5 Clinical Concerns you have to know with NSAIDs in the Elderly
Pain management can be incredibly difficult in the elderly due to the high risk of potential side effects. NSAIDs are some of the most commonly used medications for pain. Here’s 5 reasons why NSAIDs in the elderly may not be such a good idea.
1. NSAIDs can cause GI bleeding without any additional help. When working with the elderly we often run into the complication of polypharmacy. Many elderly patients are on anticoagulant and antiplatelet medications which can significantly increase the risk of a GI Bleed.
2. When you’ve seen numerous hospitalizations due to NSAIDs, I can’t help but wonder why these medications are over the counter? Concern #2 is that many patients equate over the counter = safe. Poorly monitored use of NSAIDs can lead to bad outcomes and poor monitoring is more likely if patients are self treating without speaking to a pharmacist or other qualified healthcare professional.

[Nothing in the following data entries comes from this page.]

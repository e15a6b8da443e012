//! Model artifact sources and the per-backend load guard

use bytes::Bytes;
use futures::future::{BoxFuture, FutureExt, Shared};
use hazardlens_core::BackendError;
use hf_hub::{api::sync::Api, Repo, RepoType};
use serde::{Deserialize, Serialize};
use parking_lot::Mutex;
use std::future::Future;
use std::path::PathBuf;
use std::sync::Arc;
use tracing::{debug, info};

/// Source location for model weights
#[derive(Debug, Clone, PartialEq, Eq, Serialize, Deserialize)]
#[serde(untagged)]
pub enum ModelSource {
    /// Load from local file system
    Local { path: PathBuf },

    /// Download from Hugging Face Hub
    HuggingFace {
        repo_id: String,
        filename: String,
        #[serde(default)]
        revision: Option<String>,
    },
}

impl ModelSource {
    /// Read the raw artifact bytes
    pub async fn fetch(&self) -> Result<Bytes, BackendError> {
        match self {
            Self::Local { path } => {
                let bytes = tokio::fs::read(path).await.map_err(|e| {
                    BackendError::ModelLoadFailure(format!("cannot read {}: {e}", path.display()))
                })?;
                Ok(Bytes::from(bytes))
            }
            Self::HuggingFace {
                repo_id,
                filename,
                revision,
            } => {
                let repo_id = repo_id.clone();
                let filename = filename.clone();
                let revision = revision.clone().unwrap_or_else(|| "main".to_string());

                let path = tokio::task::spawn_blocking(move || {
                    let api = Api::new().map_err(|e| {
                        BackendError::ModelLoadFailure(format!("failed to initialize HF API: {e}"))
                    })?;
                    let repo = api.repo(Repo::with_revision(repo_id, RepoType::Model, revision));
                    repo.get(&filename).map_err(|e| {
                        BackendError::ModelLoadFailure(format!("failed to download {filename}: {e}"))
                    })
                })
                .await
                .map_err(|e| BackendError::ModelLoadFailure(format!("download task failed: {e}")))??;

                let bytes = tokio::fs::read(&path).await.map_err(|e| {
                    BackendError::ModelLoadFailure(format!("cannot read {}: {e}", path.display()))
                })?;
                Ok(Bytes::from(bytes))
            }
        }
    }
}

/// Lazily loaded, cached model with at most one load in flight.
///
/// The load runs as its own task owned by the slot, so a caller that gives
/// up (deadline or cancellation) does not stop it: later callers await the
/// same in-flight load, and the slot reports loading until it finishes.
pub struct ModelSlot<T: ?Sized, E = BackendError> {
    state: Arc<Mutex<SlotState<T, E>>>,
}

type InFlight<T, E> = Shared<BoxFuture<'static, Result<Arc<T>, E>>>;

enum SlotState<T: ?Sized, E> {
    Empty,
    Loading(InFlight<T, E>),
    Ready(Arc<T>),
}

impl<T, E> ModelSlot<T, E>
where
    T: ?Sized + Send + Sync + 'static,
    E: From<BackendError> + Clone + Send + Sync + 'static,
{
    pub fn new() -> Self {
        Self {
            state: Arc::new(Mutex::new(SlotState::Empty)),
        }
    }

    /// Return the cached model, join the in-flight load, or start one with `load`
    pub async fn get_or_load<F, Fut>(&self, load: F) -> Result<Arc<T>, E>
    where
        F: FnOnce() -> Fut,
        Fut: Future<Output = Result<Arc<T>, E>> + Send + 'static,
    {
        let in_flight = {
            let mut state = self.state.lock();
            match &*state {
                SlotState::Ready(model) => return Ok(model.clone()),
                SlotState::Loading(in_flight) => {
                    debug!("Joining in-flight model load");
                    in_flight.clone()
                }
                SlotState::Empty => {
                    debug!("Loading model into slot");
                    let in_flight = self.spawn_load(load());
                    *state = SlotState::Loading(in_flight.clone());
                    in_flight
                }
            }
        };
        in_flight.await
    }

    fn spawn_load<Fut>(&self, load: Fut) -> InFlight<T, E>
    where
        Fut: Future<Output = Result<Arc<T>, E>> + Send + 'static,
    {
        let state = self.state.clone();
        let task = tokio::spawn(async move {
            let result = load.await;
            *state.lock() = match &result {
                Ok(model) => SlotState::Ready(model.clone()),
                Err(_) => SlotState::Empty,
            };
            result
        });

        async move {
            task.await.unwrap_or_else(|e| {
                Err(BackendError::ModelLoadFailure(format!("load task failed: {e}")).into())
            })
        }
        .boxed()
        .shared()
    }

    /// Whether a load is in flight
    pub fn is_loading(&self) -> bool {
        matches!(*self.state.lock(), SlotState::Loading(_))
    }

    /// Whether a model is cached
    pub fn is_loaded(&self) -> bool {
        matches!(*self.state.lock(), SlotState::Ready(_))
    }

    /// Drop the cached model; returns whether one was present.
    ///
    /// An in-flight load is left to finish.
    pub fn evict(&self) -> bool {
        let mut state = self.state.lock();
        let evicted = matches!(*state, SlotState::Ready(_));
        if evicted {
            *state = SlotState::Empty;
            info!("Evicted cached model");
        }
        evicted
    }
}

impl<T, E> Default for ModelSlot<T, E>
where
    T: ?Sized + Send + Sync + 'static,
    E: From<BackendError> + Clone + Send + Sync + 'static,
{
    fn default() -> Self {
        Self::new()
    }
}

3. NSAIDs can exacerbate kidney disease which is common problem in the elderly. Many elderly patients are already necessarily on drugs for CHF/hypertension like diuretics and ACE Inhibitors worsening the risk for acute renal failure. If you are a student reading this, remember the afferent/efferent rant that I suspect one of your professors taught you. Clinically, it matters.
4. With the use of NSAIDs, there is a US boxed warning. NSAIDs are associated with an increase in the risk of cardiovascular thrombotic events (like MI and stroke).
5. I mentioned the risk of acute kidney injury above due to concomitant use with ACE/diuretics etc. Another disease state that can be significantly exacerbated by NSAIDs is CHF. NSAIDs can contribute to fluid retention leading to increasing symptoms of CHF.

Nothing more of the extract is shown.